Data shown:
==========
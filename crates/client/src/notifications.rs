//! Care reminders kept on the device.
//!
//! Records are keyed by id: the ordered id list lives under
//! [`INDEX_KEY`] and each record under `notification:{id}`, so toggling a
//! reminder rewrites one record instead of the whole collection. The flat
//! array written by earlier app versions under [`LEGACY_KEY`] is migrated
//! on first load.

use std::sync::Arc;

use chrono::Utc;
use indexmap::IndexMap;

use sprout_core::models::{Notification, NotificationDraft, NotificationView, RawNotification};

use crate::api::ApiClient;
use crate::error::ClientResult;
use crate::storage::{get_json, set_json, DeviceStorage};

pub const INDEX_KEY: &str = "notifications:index";
pub const RECORD_KEY_PREFIX: &str = "notification:";
pub const LEGACY_KEY: &str = "notifications";

pub struct NotificationRepository {
    storage: Arc<dyn DeviceStorage>,
    items: IndexMap<String, Notification>,
}

impl NotificationRepository {
    pub fn new(storage: Arc<dyn DeviceStorage>) -> Self {
        Self {
            storage,
            items: IndexMap::new(),
        }
    }

    /// Read every reminder from storage, filling missing fields with defaults.
    pub async fn load(&mut self) -> ClientResult<()> {
        let storage = self.storage.as_ref();
        let now = Utc::now();

        if let Some(ids) = get_json::<Vec<String>>(storage, INDEX_KEY).await? {
            let mut items = IndexMap::with_capacity(ids.len());
            for id in ids {
                match get_json::<RawNotification>(storage, &record_key(&id)).await? {
                    Some(raw) => {
                        let mut notification = raw.normalize(now);
                        notification.id = id.clone();
                        items.insert(id, notification);
                    }
                    None => tracing::warn!(id = %id, "Indexed reminder has no record, skipping"),
                }
            }
            self.items = items;
        } else if let Some(legacy) = get_json::<Vec<RawNotification>>(storage, LEGACY_KEY).await? {
            let items: IndexMap<String, Notification> = legacy
                .into_iter()
                .map(|raw| raw.normalize(now))
                .map(|n| (n.id.clone(), n))
                .collect();
            for notification in items.values() {
                self.write_record(notification).await?;
            }
            self.items = items;
            self.write_index().await?;
            self.storage.remove_item(LEGACY_KEY).await?;
            tracing::info!(count = self.items.len(), "Migrated reminders to keyed storage");
        } else {
            self.items.clear();
        }

        tracing::debug!(count = self.items.len(), "Reminders loaded");
        Ok(())
    }

    /// All reminders in insertion order.
    pub fn list(&self) -> Vec<&Notification> {
        self.items.values().collect()
    }

    /// Reminders shown in one of the list tabs.
    pub fn filtered(&self, view: NotificationView) -> Vec<&Notification> {
        self.items.values().filter(|n| view.matches(n)).collect()
    }

    pub fn get(&self, id: &str) -> Option<&Notification> {
        self.items.get(id)
    }

    pub fn len(&self) -> usize {
        self.items.len()
    }

    pub fn is_empty(&self) -> bool {
        self.items.is_empty()
    }

    /// Validate the form and append a new, not-completed reminder.
    pub async fn add(&mut self, draft: NotificationDraft) -> ClientResult<&Notification> {
        draft.validate()?;
        let notification = draft.into_notification(Utc::now());
        let id = notification.id.clone();

        self.write_record(&notification).await?;
        self.items.insert(id.clone(), notification);
        if let Err(e) = self.write_index().await {
            self.items.shift_remove(&id);
            return Err(e);
        }

        tracing::info!(id = %id, "Reminder added");
        Ok(&self.items[&id])
    }

    /// Flip the completed flag. Returns `false` when the id is unknown.
    pub async fn toggle(&mut self, id: &str) -> ClientResult<bool> {
        let Some(current) = self.items.get(id) else {
            return Ok(false);
        };
        let mut updated = current.clone();
        updated.completed = !updated.completed;

        self.write_record(&updated).await?;
        tracing::debug!(id, completed = updated.completed, "Reminder toggled");
        self.items.insert(id.to_string(), updated);
        Ok(true)
    }

    /// Delete a reminder. Returns `false` when the id is unknown.
    pub async fn remove(&mut self, id: &str) -> ClientResult<bool> {
        let Some(index) = self.items.get_index_of(id) else {
            return Ok(false);
        };
        let Some((key, removed)) = self.items.shift_remove_index(index) else {
            return Ok(false);
        };
        if let Err(e) = self.write_index().await {
            self.items.shift_insert(index, key, removed);
            return Err(e);
        }
        self.storage.remove_item(&record_key(id)).await?;

        tracing::info!(id, "Reminder removed");
        Ok(true)
    }

    /// Pull reminders from `GET /notifications` and merge them by id.
    ///
    /// Server records replace local ones with the same id, except that the
    /// local completed flag is kept. Records without an id cannot be matched
    /// on the next sync and are skipped. Returns how many records were merged.
    pub async fn sync_from_server(&mut self, api: &ApiClient) -> ClientResult<usize> {
        let now = Utc::now();
        let incoming: Vec<Notification> = api
            .list_notifications()
            .await?
            .into_iter()
            .filter(|raw| {
                let keyed = raw.id.as_deref().is_some_and(|id| !id.trim().is_empty());
                if !keyed {
                    tracing::warn!(title = ?raw.title, "Server reminder has no id, skipping");
                }
                keyed
            })
            .map(|raw| raw.normalize(now))
            .collect();

        let membership_changed = incoming.iter().any(|n| !self.items.contains_key(&n.id));
        for mut notification in incoming.iter().cloned() {
            if let Some(existing) = self.items.get(&notification.id) {
                notification.completed = existing.completed;
            }
            self.write_record(&notification).await?;
            self.items.insert(notification.id.clone(), notification);
        }
        if membership_changed {
            self.write_index().await?;
        }

        tracing::info!(count = incoming.len(), "Reminders synced from server");
        Ok(incoming.len())
    }

    async fn write_record(&self, notification: &Notification) -> ClientResult<()> {
        set_json(self.storage.as_ref(), &record_key(&notification.id), notification).await?;
        Ok(())
    }

    async fn write_index(&self) -> ClientResult<()> {
        let ids: Vec<&String> = self.items.keys().collect();
        set_json(self.storage.as_ref(), INDEX_KEY, &ids).await?;
        Ok(())
    }
}

fn record_key(id: &str) -> String {
    format!("{RECORD_KEY_PREFIX}{id}")
}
==========
Exercise directions:
All that belongs in the answer is an exact copy of the lines from the start of the records above through the line with "so toggling a".

Task output:
filename crates/client/src/notifications.rs
//! Care reminders kept on the device.
//!
//! Records are keyed by id: the ordered id list lives under
//! [`INDEX_KEY`] and each record under `notification:{id}`, so toggling a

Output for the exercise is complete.